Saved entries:
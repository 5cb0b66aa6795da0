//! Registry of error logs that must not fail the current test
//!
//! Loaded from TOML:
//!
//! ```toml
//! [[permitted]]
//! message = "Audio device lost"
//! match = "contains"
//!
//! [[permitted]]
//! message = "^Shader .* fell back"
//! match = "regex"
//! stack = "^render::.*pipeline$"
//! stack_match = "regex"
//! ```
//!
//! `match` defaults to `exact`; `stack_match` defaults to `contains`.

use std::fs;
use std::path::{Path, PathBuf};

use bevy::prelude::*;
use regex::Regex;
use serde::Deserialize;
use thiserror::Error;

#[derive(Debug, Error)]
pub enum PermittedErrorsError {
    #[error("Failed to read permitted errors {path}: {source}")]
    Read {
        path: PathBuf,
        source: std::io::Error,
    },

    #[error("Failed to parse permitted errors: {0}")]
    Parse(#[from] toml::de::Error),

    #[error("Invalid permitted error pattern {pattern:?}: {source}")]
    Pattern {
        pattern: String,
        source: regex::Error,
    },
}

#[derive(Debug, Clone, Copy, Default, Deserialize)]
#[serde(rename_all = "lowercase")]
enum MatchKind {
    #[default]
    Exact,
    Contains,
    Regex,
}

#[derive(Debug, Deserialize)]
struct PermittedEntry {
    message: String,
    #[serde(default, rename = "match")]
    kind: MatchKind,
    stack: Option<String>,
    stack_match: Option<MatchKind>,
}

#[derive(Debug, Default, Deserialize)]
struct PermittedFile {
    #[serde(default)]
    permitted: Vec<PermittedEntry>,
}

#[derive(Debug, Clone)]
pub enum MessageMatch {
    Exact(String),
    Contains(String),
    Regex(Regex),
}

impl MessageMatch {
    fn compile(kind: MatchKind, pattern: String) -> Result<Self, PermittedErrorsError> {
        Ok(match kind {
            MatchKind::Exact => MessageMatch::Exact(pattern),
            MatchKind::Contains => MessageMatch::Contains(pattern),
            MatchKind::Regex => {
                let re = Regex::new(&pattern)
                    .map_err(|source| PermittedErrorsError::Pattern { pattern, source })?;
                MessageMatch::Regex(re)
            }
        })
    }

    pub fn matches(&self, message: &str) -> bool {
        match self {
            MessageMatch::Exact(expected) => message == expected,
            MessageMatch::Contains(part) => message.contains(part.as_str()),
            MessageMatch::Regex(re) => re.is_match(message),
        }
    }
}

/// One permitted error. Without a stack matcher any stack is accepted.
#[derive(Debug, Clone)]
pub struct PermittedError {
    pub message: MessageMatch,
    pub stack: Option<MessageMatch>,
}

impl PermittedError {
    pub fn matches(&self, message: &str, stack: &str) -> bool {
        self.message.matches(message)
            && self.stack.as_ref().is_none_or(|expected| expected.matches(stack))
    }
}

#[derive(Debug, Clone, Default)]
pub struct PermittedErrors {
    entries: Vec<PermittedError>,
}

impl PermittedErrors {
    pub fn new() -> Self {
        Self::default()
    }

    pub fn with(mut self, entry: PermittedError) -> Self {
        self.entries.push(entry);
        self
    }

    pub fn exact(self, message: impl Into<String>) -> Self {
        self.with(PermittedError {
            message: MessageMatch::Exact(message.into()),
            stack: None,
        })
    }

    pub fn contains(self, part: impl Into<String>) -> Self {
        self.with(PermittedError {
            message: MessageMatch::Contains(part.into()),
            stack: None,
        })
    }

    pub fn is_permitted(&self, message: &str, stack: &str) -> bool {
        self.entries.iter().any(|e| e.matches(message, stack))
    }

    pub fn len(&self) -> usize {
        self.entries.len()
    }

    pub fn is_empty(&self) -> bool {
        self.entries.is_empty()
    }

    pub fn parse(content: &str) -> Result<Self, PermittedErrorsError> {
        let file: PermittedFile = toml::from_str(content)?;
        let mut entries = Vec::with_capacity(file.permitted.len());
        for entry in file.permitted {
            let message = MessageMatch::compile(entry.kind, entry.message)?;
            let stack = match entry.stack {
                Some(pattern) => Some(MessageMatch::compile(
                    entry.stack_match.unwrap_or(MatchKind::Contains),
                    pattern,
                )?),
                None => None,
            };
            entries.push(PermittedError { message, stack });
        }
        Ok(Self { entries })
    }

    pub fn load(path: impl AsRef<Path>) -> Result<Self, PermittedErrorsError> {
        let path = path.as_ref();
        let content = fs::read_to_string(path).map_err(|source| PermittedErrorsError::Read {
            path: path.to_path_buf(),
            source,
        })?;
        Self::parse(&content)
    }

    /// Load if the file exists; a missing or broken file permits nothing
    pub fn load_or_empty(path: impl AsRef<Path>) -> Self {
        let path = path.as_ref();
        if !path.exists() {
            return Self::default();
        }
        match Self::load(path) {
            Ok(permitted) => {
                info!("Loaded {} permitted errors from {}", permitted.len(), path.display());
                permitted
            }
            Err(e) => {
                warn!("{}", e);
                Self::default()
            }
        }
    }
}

Work task:
An exact repeat of the lines from the one containing "pub fn parse(content: &str)" through the final line of the entries is the whole answer.

Exercise response:
    pub fn parse(content: &str) -> Result<Self, PermittedErrorsError> {
        let file: PermittedFile = toml::from_str(content)?;
        let mut entries = Vec::with_capacity(file.permitted.len());
        for entry in file.permitted {
            let message = MessageMatch::compile(entry.kind, entry.message)?;
            let stack = match entry.stack {
                Some(pattern) => Some(MessageMatch::compile(
                    entry.stack_match.unwrap_or(MatchKind::Contains),
                    pattern,
                )?),
                None => None,
            };
            entries.push(PermittedError { message, stack });
        }
        Ok(Self { entries })
    }

    pub fn load(path: impl AsRef<Path>) -> Result<Self, PermittedErrorsError> {
        let path = path.as_ref();
        let content = fs::read_to_string(path).map_err(|source| PermittedErrorsError::Read {
            path: path.to_path_buf(),
            source,
        })?;
        Self::parse(&content)
    }

    /// Load if the file exists; a missing or broken file permits nothing
    pub fn load_or_empty(path: impl AsRef<Path>) -> Self {
        let path = path.as_ref();
        if !path.exists() {
            return Self::default();
        }
        match Self::load(path) {
            Ok(permitted) => {
                info!("Loaded {} permitted errors from {}", permitted.len(), path.display());
                permitted
            }
            Err(e) => {
                warn!("{}", e);
                Self::default()
            }
        }
    }
}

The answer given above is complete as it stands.